## Assignment
In the data below, find the line that contains "#[derive(Debug, Clone, Copy)]" and the line that contains "factor of the Earth's orbit". Copy both, plus every line between them, exactly.
#### Recorded data
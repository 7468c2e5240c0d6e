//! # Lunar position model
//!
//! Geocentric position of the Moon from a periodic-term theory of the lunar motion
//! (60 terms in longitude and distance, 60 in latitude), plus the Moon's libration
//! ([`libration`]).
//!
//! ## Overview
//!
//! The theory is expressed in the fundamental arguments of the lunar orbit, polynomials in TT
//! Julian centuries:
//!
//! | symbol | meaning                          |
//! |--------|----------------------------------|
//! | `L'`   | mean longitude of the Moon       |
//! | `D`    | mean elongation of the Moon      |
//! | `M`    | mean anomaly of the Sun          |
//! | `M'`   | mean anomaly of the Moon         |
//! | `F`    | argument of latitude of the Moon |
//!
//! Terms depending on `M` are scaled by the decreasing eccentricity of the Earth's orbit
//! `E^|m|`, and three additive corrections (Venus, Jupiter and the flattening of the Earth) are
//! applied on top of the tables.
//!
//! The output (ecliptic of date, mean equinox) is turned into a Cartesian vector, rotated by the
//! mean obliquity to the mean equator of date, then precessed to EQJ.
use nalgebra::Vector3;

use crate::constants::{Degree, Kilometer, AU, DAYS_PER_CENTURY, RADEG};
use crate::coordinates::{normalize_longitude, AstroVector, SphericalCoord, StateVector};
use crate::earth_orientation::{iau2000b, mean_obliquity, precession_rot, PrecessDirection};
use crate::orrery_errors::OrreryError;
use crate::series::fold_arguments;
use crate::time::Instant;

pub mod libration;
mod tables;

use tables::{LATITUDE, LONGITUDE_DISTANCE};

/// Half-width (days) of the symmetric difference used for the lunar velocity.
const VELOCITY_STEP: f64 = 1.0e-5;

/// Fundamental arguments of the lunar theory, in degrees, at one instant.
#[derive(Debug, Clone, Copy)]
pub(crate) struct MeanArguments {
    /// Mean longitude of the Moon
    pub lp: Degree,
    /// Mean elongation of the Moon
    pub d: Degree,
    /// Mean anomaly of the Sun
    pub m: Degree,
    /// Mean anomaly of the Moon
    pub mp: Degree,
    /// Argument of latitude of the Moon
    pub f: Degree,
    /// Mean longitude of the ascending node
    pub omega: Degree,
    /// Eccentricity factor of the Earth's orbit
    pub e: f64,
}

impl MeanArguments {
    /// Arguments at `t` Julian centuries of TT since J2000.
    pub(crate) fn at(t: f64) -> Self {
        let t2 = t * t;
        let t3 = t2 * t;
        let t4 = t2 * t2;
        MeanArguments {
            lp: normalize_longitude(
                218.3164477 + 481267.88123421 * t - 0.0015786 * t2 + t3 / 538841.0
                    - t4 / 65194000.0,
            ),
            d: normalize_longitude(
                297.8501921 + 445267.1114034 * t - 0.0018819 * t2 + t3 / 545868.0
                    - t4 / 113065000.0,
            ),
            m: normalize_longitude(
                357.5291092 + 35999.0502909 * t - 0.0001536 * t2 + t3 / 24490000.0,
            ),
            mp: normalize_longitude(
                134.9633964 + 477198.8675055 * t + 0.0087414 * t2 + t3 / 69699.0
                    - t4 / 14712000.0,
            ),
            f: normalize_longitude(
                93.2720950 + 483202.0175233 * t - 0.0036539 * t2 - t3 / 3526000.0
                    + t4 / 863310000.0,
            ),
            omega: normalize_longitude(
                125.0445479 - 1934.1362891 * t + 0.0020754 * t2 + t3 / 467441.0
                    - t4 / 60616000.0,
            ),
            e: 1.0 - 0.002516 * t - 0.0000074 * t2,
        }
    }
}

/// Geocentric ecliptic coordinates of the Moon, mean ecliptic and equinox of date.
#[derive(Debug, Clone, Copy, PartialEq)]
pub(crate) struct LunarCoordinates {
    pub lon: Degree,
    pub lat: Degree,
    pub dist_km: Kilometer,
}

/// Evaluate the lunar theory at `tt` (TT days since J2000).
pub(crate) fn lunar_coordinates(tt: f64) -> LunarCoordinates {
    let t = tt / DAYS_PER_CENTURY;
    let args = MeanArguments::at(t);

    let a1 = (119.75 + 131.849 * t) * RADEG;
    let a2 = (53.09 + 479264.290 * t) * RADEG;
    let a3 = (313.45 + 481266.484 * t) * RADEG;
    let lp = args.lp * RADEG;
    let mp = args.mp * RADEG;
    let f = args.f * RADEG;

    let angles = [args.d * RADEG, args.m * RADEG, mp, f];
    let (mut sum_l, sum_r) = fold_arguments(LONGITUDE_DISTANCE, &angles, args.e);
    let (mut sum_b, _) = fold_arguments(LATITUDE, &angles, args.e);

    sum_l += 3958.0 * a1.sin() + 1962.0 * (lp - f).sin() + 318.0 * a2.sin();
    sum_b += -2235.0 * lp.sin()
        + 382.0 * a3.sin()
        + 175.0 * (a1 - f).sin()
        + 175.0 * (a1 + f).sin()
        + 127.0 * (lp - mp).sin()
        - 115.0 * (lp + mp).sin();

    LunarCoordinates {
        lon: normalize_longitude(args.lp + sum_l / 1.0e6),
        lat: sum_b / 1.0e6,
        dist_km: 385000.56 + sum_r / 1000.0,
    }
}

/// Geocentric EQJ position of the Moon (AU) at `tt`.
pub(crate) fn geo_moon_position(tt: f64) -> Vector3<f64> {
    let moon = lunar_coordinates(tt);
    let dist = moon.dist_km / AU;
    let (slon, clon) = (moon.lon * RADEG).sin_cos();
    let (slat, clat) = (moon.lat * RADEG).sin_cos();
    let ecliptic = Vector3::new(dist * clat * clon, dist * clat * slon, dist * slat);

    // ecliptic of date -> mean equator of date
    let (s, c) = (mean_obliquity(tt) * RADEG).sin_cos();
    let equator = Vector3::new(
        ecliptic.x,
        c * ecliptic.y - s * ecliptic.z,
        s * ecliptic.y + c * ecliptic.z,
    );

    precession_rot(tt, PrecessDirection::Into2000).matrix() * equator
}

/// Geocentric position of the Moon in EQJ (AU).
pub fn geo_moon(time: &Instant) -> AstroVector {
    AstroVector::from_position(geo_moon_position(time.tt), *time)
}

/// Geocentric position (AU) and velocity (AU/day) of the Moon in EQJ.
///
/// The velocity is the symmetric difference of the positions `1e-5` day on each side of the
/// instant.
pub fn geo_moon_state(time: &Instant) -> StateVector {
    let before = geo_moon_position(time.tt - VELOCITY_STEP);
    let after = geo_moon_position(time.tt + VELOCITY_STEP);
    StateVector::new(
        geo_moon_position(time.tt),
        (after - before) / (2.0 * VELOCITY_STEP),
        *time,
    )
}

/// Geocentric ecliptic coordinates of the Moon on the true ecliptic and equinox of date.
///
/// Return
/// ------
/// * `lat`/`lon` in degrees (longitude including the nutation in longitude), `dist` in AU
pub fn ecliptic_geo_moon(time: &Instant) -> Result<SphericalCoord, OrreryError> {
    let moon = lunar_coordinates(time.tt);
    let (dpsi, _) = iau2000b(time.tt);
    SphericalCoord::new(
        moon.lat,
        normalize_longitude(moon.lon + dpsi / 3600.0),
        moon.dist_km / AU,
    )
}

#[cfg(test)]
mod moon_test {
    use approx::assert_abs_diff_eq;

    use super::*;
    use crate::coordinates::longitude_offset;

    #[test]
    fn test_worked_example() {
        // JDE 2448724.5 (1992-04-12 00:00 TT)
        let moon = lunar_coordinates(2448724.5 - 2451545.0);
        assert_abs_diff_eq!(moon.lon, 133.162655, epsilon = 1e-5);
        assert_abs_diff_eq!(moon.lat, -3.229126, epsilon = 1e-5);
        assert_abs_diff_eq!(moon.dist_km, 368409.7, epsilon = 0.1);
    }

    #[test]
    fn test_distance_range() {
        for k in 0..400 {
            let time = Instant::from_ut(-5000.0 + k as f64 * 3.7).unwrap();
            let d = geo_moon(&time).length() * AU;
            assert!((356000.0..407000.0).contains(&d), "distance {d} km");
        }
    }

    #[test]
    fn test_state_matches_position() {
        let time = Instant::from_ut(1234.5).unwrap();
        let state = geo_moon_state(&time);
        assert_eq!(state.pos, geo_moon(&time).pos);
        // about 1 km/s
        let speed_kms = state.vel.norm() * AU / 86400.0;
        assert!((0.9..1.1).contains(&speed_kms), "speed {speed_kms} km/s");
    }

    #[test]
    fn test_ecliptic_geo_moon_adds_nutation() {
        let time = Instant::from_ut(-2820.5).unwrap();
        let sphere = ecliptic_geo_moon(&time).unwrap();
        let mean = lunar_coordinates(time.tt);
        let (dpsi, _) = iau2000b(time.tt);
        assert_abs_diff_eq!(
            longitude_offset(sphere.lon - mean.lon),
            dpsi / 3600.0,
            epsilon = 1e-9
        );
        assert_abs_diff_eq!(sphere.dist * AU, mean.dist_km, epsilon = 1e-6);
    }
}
########
## Answer box
#[derive(Debug, Clone, Copy)]
pub(crate) struct MeanArguments {
    /// Mean longitude of the Moon
    pub lp: Degree,
    /// Mean elongation of the Moon
    pub d: Degree,
    /// Mean anomaly of the Sun
    pub m: Degree,
    /// Mean anomaly of the Moon
    pub mp: Degree,
    /// Argument of latitude of the Moon
    pub f: Degree,
    /// Mean longitude of the ascending node
    pub omega: Degree,
    /// Eccentricity factor of the Earth's orbit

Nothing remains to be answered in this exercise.